# new Canon user, advice please!



## faffer (Feb 4, 2012)

Hello,

I've just picked up a Canon 20d secondhand, plus an EF-S 17-85mm F4 - 5.6 AF IS lense for 200 quid all in. I'm hoping that's a decent investment! Seems like a camera that's still well-spec'd enough to have more life in it, and to get something equivalent new i'd have to shell out 3-400quid plus (although obviously there'd be some advantages to going new).

I'm really wondering what I should watch out for with this camera, and Canon. Are the cheaper lenses worth looking at? What is Canon quality like generally? I'm assuming a big brand like this can't be bad. 

The camera comes with a charger and battery. What other components would people advise? (I have an old camera bag already).

It also has a 1gb CF mem card. I'd like to make sure I have a bigger card, and a fast one too, any advice?

Thanks, sorry for all the questions!
Guy


----------



## EIngerson (Feb 4, 2012)

That's a pretty old model. It is still capable of taking some very nice photos. Take the time to learn it inside and out and I don't see where you'll have any problems with it.


----------



## KenC (Feb 4, 2012)

Yes, good economical way to start.  What are you doing about processing software?  I don't know the file size you will get from the 20D, but a 1 gig card actually may not be too bad.  Of course you could get a 4 or 8 for very little and either would probably hold hundreds of images from that camera.


----------



## faffer (Feb 4, 2012)

Thanks Eric,

Yeah, I was aware it was quite old, it's a bit of a gamble, but it just seems like quite a lot of it's specs are still only just matched by the entry-level dslr's for which i'd have to shell out more. Having said that technology moves on and i'm sure there are advantages to the new models, but for my purposes as a hobby-camera i'm hoping it'll fit the bill. We'll see. I'm not too worried about the low pixel count, I won't be blowing up big prints.


----------



## faffer (Feb 4, 2012)

KenC said:


> Yes, good economical way to start.  What are you doing about processing software?  I don't know the file size you will get from the 20D, but a 1 gig card actually may not be too bad.  Of course you could get a 4 or 8 for very little and either would probably hold hundreds of images from that camera.

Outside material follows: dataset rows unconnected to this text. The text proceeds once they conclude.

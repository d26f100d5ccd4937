use crate::frame::{self, FrameContext, LoopHandle};
use arch_core::ViewerSurface;
use instant::Instant;
use std::cell::RefCell;
use std::rc::Rc;
use wasm_bindgen::closure::Closure;
use wasm_bindgen::JsCast;
use web_sys as web;

pub struct PageLifecycle {
    pub viewer: Rc<RefCell<ViewerSurface>>,
    pub frame_ctx: Rc<RefCell<FrameContext>>,
    pub frame_loop: LoopHandle,
    pub seed: Option<u64>,
}

/// Tear the viewer down on `pagehide`, and bring up a fresh one if the page
/// is restored from the back/forward cache.
pub fn wire_page_lifecycle(page: PageLifecycle) {
    let Some(wnd) = web::window() else {
        return;
    };
    let frame_loop = Rc::new(RefCell::new(page.frame_loop));

    {
        let viewer = page.viewer.clone();
        let frame_loop = frame_loop.clone();
        let closure = Closure::wrap(Box::new(move || {
            if let ViewerSurface::Live(v) = &mut *viewer.borrow_mut() {
                v.dispose();
            }
            frame_loop.borrow().cancel();
        }) as Box<dyn FnMut()>);
        _ = wnd.add_event_listener_with_callback("pagehide", closure.as_ref().unchecked_ref());
        closure.forget();
    }

    {
        let viewer = page.viewer;
        let frame_ctx = page.frame_ctx;
        let seed = page.seed;
        let closure = Closure::wrap(Box::new(move |ev: web::PageTransitionEvent| {
            if !ev.persisted() {
                return;
            }
            viewer.borrow_mut().restart(seed);
            if viewer.borrow().is_placeholder() {
                return;
            }
            log::info!("[viewer] restored from page cache");
            frame_ctx.borrow_mut().last_instant = Instant::now();
            let handle = frame::start_loop(frame_ctx.clone());
            frame_loop.replace(handle).cancel();
        }) as Box<dyn FnMut(_)>);
        _ = wnd.add_event_listener_with_callback("pageshow", closure.as_ref().unchecked_ref());
        closure.forget();
    }
}
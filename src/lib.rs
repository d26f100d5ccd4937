#![cfg(target_arch = "wasm32")]
use arch_core::{ViewerConfig, ViewerError, ViewerSurface};
use instant::Instant;
use std::cell::RefCell;
use std::rc::Rc;
use std::sync::atomic::{AtomicBool, Ordering};
use wasm_bindgen::prelude::*;
use wasm_bindgen::JsCast;
use wasm_bindgen_futures::spawn_local;
use web_sys as web;

mod constants;
mod dom;
mod events;
mod frame;
mod input;
mod overlay;
mod render;

use constants::CANVAS_ID;

fn wire_canvas_resize(canvas: &web::HtmlCanvasElement) {
    dom::sync_canvas_backing_size(canvas);
    let canvas_resize = canvas.clone();
    let resize_closure = Closure::wrap(Box::new(move || {
        dom::sync_canvas_backing_size(&canvas_resize);
    }) as Box<dyn FnMut()>);
    if let Some(window) = web::window() {
        _ = window
            .add_event_listener_with_callback("resize", resize_closure.as_ref().unchecked_ref());
    }
    resize_closure.forget();
}

#[wasm_bindgen(start)]
pub fn start() -> Result<(), JsValue> {
    console_error_panic_hook::set_once();
    console_log::init_with_level(log::Level::Info).ok();
    log::info!("arch-viewer starting");

    spawn_local(async move {
        if let Err(e) = init().await {
            log::error!("init error: {:?}", e);
        }
    });
    Ok(())
}

async fn init() -> anyhow::Result<()> {
    static STARTED: AtomicBool = AtomicBool::new(false);
    if STARTED.swap(true, Ordering::SeqCst) {
        return Ok(());
    }

    let window = web::window().ok_or_else(|| anyhow::anyhow!("no window"))?;
    let document = window
        .document()
        .ok_or_else(|| anyhow::anyhow!("no document"))?;

    let canvas_el = document
        .get_element_by_id(CANVAS_ID)
        .ok_or_else(|| anyhow::anyhow!("missing #{CANVAS_ID}"))?;
    let canvas: web::HtmlCanvasElement = canvas_el
        .dyn_into::<web::HtmlCanvasElement>()
        .map_err(|e| anyhow::anyhow!(format!("{:?}", e)))?;

    let props = dom::read_props(&canvas);
    let seed = dom::read_seed(&canvas);
    let config = ViewerConfig::default();
    dom::apply_min_height(&canvas, config.min_viewport_height_px);

    // Maintain canvas internal pixel size to match CSS size * devicePixelRatio
    wire_canvas_resize(&canvas);

    let mut surface = ViewerSurface::build(props, config, seed);
    let gpu_result = match &surface {
        ViewerSurface::Live(v) => Some(render::GpuState::new(&canvas, v.scene()).await),
        ViewerSurface::Placeholder(_) => None,
    };
    let gpu = match gpu_result {
        Some(Ok(g)) => Some(g),
        Some(Err(e)) => {
            surface.fail(ViewerError::BackendUnavailable(e.to_string()));
            None
        }
        None => None,
    };

    let Some(gpu) = gpu else {
        let reason = match &surface {
            ViewerSurface::Placeholder(e) => e.to_string(),
            ViewerSurface::Live(_) => "renderer unavailable".to_string(),
        };
        overlay::show_placeholder(&document, &canvas, &reason);
        return Ok(());
    };
    if let ViewerSurface::Live(v) = &mut surface {
        v.mount();
    }

    let viewer = Rc::new(RefCell::new(surface));

    // Pointer drag orbits, wheel zooms
    events::wire_input_handlers(events::InputWiring {
        canvas: canvas.clone(),
        viewer: viewer.clone(),
        drag_state: Rc::new(RefCell::new(input::DragState::default())),
    });

    let frame_ctx = Rc::new(RefCell::new(frame::FrameContext {
        viewer: viewer.clone(),
        gpu,
        canvas,
        document,
        last_instant: Instant::now(),
    }));
    let frame_loop = frame::start_loop(frame_ctx.clone());
    events::wire_page_lifecycle(events::PageLifecycle {
        viewer,
        frame_ctx,
        frame_loop,
        seed,
    });

    Ok(())
}
pub mod arch;
pub mod camera;
pub mod constants;
pub mod error;
pub mod loading;
pub mod mesh;
pub mod overlay;
pub mod scene;
pub mod viewer;

pub static SCENE_WGSL: &str = include_str!("../shaders/scene.wgsl");

pub use arch::{generate, ArchLayout, ArchSpec, GumBase, ToothPlacement};
pub use camera::{Camera, OrbitConfig, OrbitRig};
pub use error::{Result, ViewerError};
pub use loading::{LoadingConfig, LoadingState, LoadingStateMachine};
pub use overlay::{OverlayAnimator, OverlayFrame, OverlayTrack};
pub use scene::{assemble, DrawBatches, InstanceRaw, Light, MeshKind, Scene};
pub use viewer::{
    FrameSnapshot, Lifecycle, ToothStatus, Viewer, ViewerConfig, ViewerProps, ViewerSurface,
};
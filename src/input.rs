use crate::constants::{
    DRAG_MIN_VIEWPORT_PX, WHEEL_LINE_PX, WHEEL_MAX_NOTCHES_PER_EVENT, WHEEL_NOTCH_PX,
    WHEEL_PAGE_PX,
};
use glam::Vec2;
use std::time::Duration;

/// Tracks a single active pointer drag on the canvas.
#[derive(Default, Clone, Copy, Debug)]
pub struct DragState {
    pub active: bool,
    pub pointer_id: i32,
    pub last: Vec2,
}

impl DragState {
    pub fn begin(&mut self, pointer_id: i32, pos: Vec2) {
        self.active = true;
        self.pointer_id = pointer_id;
        self.last = pos;
    }

    /// Movement since the previous sample, or `None` for a foreign or idle pointer.
    pub fn move_to(&mut self, pointer_id: i32, pos: Vec2) -> Option<Vec2> {
        if !self.active || pointer_id != self.pointer_id {
            return None;
        }
        let delta = pos - self.last;
        self.last = pos;
        (delta.is_finite() && delta != Vec2::ZERO).then_some(delta)
    }

    /// Returns true if this ended the active drag.
    pub fn end(&mut self, pointer_id: i32) -> bool {
        if self.active && pointer_id == self.pointer_id {
            self.active = false;
            return true;
        }
        false
    }
}

/// Convert a wheel delta into signed zoom notches.
///
/// `delta_mode` follows `WheelEvent.deltaMode`: 0 pixels, 1 lines, 2 pages.
/// Positive values zoom out.
#[inline]
pub fn wheel_notches(delta_y: f64, delta_mode: u32) -> f32 {
    let px = delta_y as f32
        * match delta_mode {
            1 => WHEEL_LINE_PX,
            2 => WHEEL_PAGE_PX,
            _ => 1.0,
        };
    if !px.is_finite() || px == 0.0 {
        return 0.0;
    }
    let notches = px / WHEEL_NOTCH_PX;
    // trackpads send many tiny deltas; never let one round to nothing
    let magnitude = notches.abs().clamp(1.0, WHEEL_MAX_NOTCHES_PER_EVENT);
    magnitude.round().copysign(notches)
}

/// Viewport height used to scale drag rotation.
#[inline]
pub fn drag_viewport_height(css_height: f64) -> f32 {
    (css_height as f32).max(DRAG_MIN_VIEWPORT_PX)
}

/// Clamp a frame delta so a long stall does not fast-forward timers and damping.
#[inline]
pub fn clamp_frame_dt(dt: Duration, max: Duration) -> Duration {
    dt.min(max)
}

/// Pointer position relative to the element's top-left corner, in CSS pixels.
#[inline]
pub fn local_css_px(client_x: i32, client_y: i32, rect_left: f64, rect_top: f64) -> Vec2 {
    Vec2::new(
        (client_x as f64 - rect_left) as f32,
        (client_y as f64 - rect_top) as f32,
    )
}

Ah hadn't thought about processing software! First venture into digital. What kind of software do people use? Is this for editing images or just uploading to your PC?


----------



## cgipson1 (Feb 4, 2012)

Digital images usually benefit from some digital manipulation... sharpening, contrast / brightness adjusstments... etc..

Free ones that are popular are

GIMP   GIMP - The GNU Image Manipulation Program 

And some of of the various online sites (some that have software available also)  like Picasa, Picnik, and others!

Paid software that is popular:

Photoshop Elements ( minimal utility, but inexpensive)
Lightroom (great for cataloging and sorting photos.. and has some good editing capability also)
Adobe Photoshop (expensive.. very powerful)

There are many others also..


----------



## faffer (Feb 4, 2012)

cgipson1 said:


> Digital images usually benefit from some digital manipulation... sharpening, contrast / brightness adjusstments... etc..
> 
> Free ones that are popular are
> 
> ...



yup I have Gimp, great, looking forward to having a crack at it all. Will try living with the 1gb card. Quick question - do you normally shoot in RAW format? What are the advantages?


----------



## boofoo502 (Feb 4, 2012)

RAW - biggest file less pictures on card. But biggest freedom to edit in post. 
Jpeg - smaller more pics on card less freedom to edit in post. 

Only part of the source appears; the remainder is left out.